Algorithms and patterns for distributed agreement -- Raft, Paxos, ZAB.
Paxos is a family of protocols for achieving consensus among a group of unreliable processes. Originally described by Leslie Lamport, Paxos guarantees safety (agreement on a single value) under any non-Byzantine failure and remains the theoretical foundation for most production consensus systems.
Raft is a consensus algorithm designed for understandability. It provides the same safety guarantees as Multi-Paxos but decomposes the problem into leader election, log replication, and safety -- making it significantly easier to implement correctly. Raft powers etcd, CockroachDB, TiKV, and Consul.
Gossip protocols (epidemic protocols) disseminate information through a cluster by having each node periodically exchange state with a random peer. They provide probabilistic convergence, extreme scalability, and resilience to failures -- ideal for membership detection, failure detection, and eventually consistent data propagation.
Vector clocks are a mechanism for tracking causality in distributed systems. Each process maintains a vector of logical timestamps -- one per process -- enabling the system to determine whether two events are causally related or concurrent.

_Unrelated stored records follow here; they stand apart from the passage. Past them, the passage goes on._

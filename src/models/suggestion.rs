use serde::{Deserialize, Serialize};

use crate::models::workout::SetInput;

/// ---------------------------------------------------------------------------
/// Trend: trajectory of the last few sessions for one set position
/// ---------------------------------------------------------------------------

#[derive(Debug, Clone, Copy, PartialEq, Eq, Hash, Serialize, Deserialize)]
#[serde(rename_all = "snake_case")]
pub enum Trend {
  InsufficientData,
  /// Load went up in the newest session
  NewWeight,
  Progression,
  Regression,
  Stagnation,
  Inconsistent,
}

impl Trend {
  pub fn as_str(&self) -> &'static str {
    match self {
      Trend::InsufficientData => "insufficient_data",
      Trend::NewWeight => "new_weight",
      Trend::Progression => "progression",
      Trend::Regression => "regression",
      Trend::Stagnation => "stagnation",
      Trend::Inconsistent => "inconsistent",
    }
  }
}

impl std::fmt::Display for Trend {
  fn fmt(&self, f: &mut std::fmt::Formatter<'_>) -> std::fmt::Result {
    f.write_str(self.as_str())
  }
}

impl std::str::FromStr for Trend {
  type Err = String;
  fn from_str(s: &str) -> Result<Self, Self::Err> {
    match s {
      "insufficient_data" => Ok(Self::InsufficientData),
      "new_weight" => Ok(Self::NewWeight),
      "progression" => Ok(Self::Progression),
      "regression" => Ok(Self::Regression),
      "stagnation" => Ok(Self::Stagnation),
      "inconsistent" => Ok(Self::Inconsistent),
      _ => Err(format!("Unknown trend: {}", s)),
    }
  }
}

/// ---------------------------------------------------------------------------
/// Suggestion Type: what the lifter is asked to do next
/// ---------------------------------------------------------------------------

#[derive(Debug, Clone, Copy, PartialEq, Eq, Hash, Serialize, Deserialize)]
#[serde(rename_all = "snake_case")]
pub enum SuggestionType {
  IncreaseWeight,
  IncreaseReps,
  BreakPlateau,
  Deload,
  PushReps,
  Reduce,
  Maintain,
  Consolidate,
  Stabilize,
  Repeat,
}

impl SuggestionType {
  pub fn as_str(&self) -> &'static str {
    match self {
      SuggestionType::IncreaseWeight => "increase_weight",
      SuggestionType::IncreaseReps => "increase_reps",
      SuggestionType::BreakPlateau => "break_plateau",
      SuggestionType::Deload => "deload",
      SuggestionType::PushReps => "push_reps",
      SuggestionType::Reduce => "reduce",
      SuggestionType::Maintain => "maintain",
      SuggestionType::Consolidate => "consolidate",
      SuggestionType::Stabilize => "stabilize",
      SuggestionType::Repeat => "repeat",
    }
  }
}

impl std::fmt::Display for SuggestionType {
  fn fmt(&self, f: &mut std::fmt::Formatter<'_>) -> std::fmt::Result {
    f.write_str(self.as_str())
  }
}

impl std::str::FromStr for SuggestionType {
  type Err = String;
  fn from_str(s: &str) -> Result<Self, Self::Err> {
    match s {
      "increase_weight" => Ok(Self::IncreaseWeight),
      "increase_reps" => Ok(Self::IncreaseReps),
      "break_plateau" => Ok(Self::BreakPlateau),
      "deload" => Ok(Self::Deload),
      "push_reps" => Ok(Self::PushReps),
      "reduce" => Ok(Self::Reduce),
      "maintain" => Ok(Self::Maintain),
      "consolidate" => Ok(Self::Consolidate),
      "stabilize" => Ok(Self::Stabilize),
      "repeat" => Ok(Self::Repeat),
      _ => Err(format!("Unknown suggestion type: {}", s)),
    }
  }
}

#[derive(Debug, Clone, Copy, PartialEq, Eq, Hash, Serialize, Deserialize)]
#[serde(rename_all = "snake_case")]
pub enum Confidence {
  High,
  Medium,
  Low,
}

impl std::fmt::Display for Confidence {
  fn fmt(&self, f: &mut std::fmt::Formatter<'_>) -> std::fmt::Result {
    match self {
      Self::High => write!(f, "high"),
      Self::Medium => write!(f, "medium"),
      Self::Low => write!(f, "low"),
    }
  }
}

/// ---------------------------------------------------------------------------
/// Weight Class: decides the load increment for an exercise
/// ---------------------------------------------------------------------------

#[derive(Debug, Clone, Copy, PartialEq, Eq, Hash, Serialize, Deserialize, Default)]
#[serde(rename_all = "snake_case")]
pub enum WeightClass {
  #[default]
  Standard,
  /// Compound lifts that take larger jumps (squat, deadlift, ...)
  Heavy,
}

impl std::fmt::Display for WeightClass {
  fn fmt(&self, f: &mut std::fmt::Formatter<'_>) -> std::fmt::Result {
    match self {
      Self::Standard => write!(f, "standard"),
      Self::Heavy => write!(f, "heavy"),
    }
  }
}

impl std::str::FromStr for WeightClass {
  type Err = String;
  fn from_str(s: &str) -> Result<Self, Self::Err> {
    match s {
      "standard" => Ok(Self::Standard),
      "heavy" => Ok(Self::Heavy),
      _ => Err(format!("Unknown weight class: {}", s)),
    }
  }
}

/// ---------------------------------------------------------------------------
/// Suggestion: the engine's output for one set
/// ---------------------------------------------------------------------------

#[derive(Debug, Clone, PartialEq, Serialize, Deserialize)]
pub struct Suggestion {
  pub weight: f64,
  pub reps: u32,
  #[serde(rename = "type")]
  pub suggestion_type: SuggestionType,
  pub message: String,
  pub emoji: String,
  pub trend: Trend,
  pub confidence: Confidence,
}

impl Suggestion {
  /// Values used to prefill the set inputs when the lifter accepts the suggestion
  pub fn as_set_input(&self) -> SetInput {
    SetInput {
      weight: self.weight,
      reps: self.reps,
    }
  }
}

Vector clocks are essential for conflict detection in eventually consistent databases.
Lamport timestamps are the simplest logical clock mechanism for ordering events in a distributed system. Each process maintains a counter that increments on every event and is updated on message receipt, establishing a partial ordering consistent with the happened-before relation.

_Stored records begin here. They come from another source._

pub mod suggestion;

pub use suggestion::{
  get_performance_history, record_completed_set, suggest_next_set, suggest_session_plan,
  PlannedSet, SuggestionRequest,
};
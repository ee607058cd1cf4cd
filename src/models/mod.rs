pub mod workout;
pub mod suggestion;

pub use workout::{Exercise, PerformanceRecord, SessionHistoryEntry, SetInput};
pub use suggestion::{Confidence, Suggestion, SuggestionType, Trend, WeightClass};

Distributed locks provide mutual exclusion across multiple processes or machines, ensuring that only one client can hold a lock at a time. They are essential for coordinating access to shared resources in distributed systems but carry fundamental trade-offs between safety, liveness, and performance.
Leader election is the process of designating a single node in a distributed system as the coordinator for a specific task. It is fundamental to many distributed algorithms -- from database replication to job scheduling -- and can be implemented via consensus protocols, lease-based mechanisms, or distributed lock services.
Service discovery is the mechanism by which services in a distributed system locate each other's network addresses. It replaces hardcoded IP addresses with dynamic, health-aware resolution -- essential in cloud-native environments where instances are ephemeral and addresses change frequently.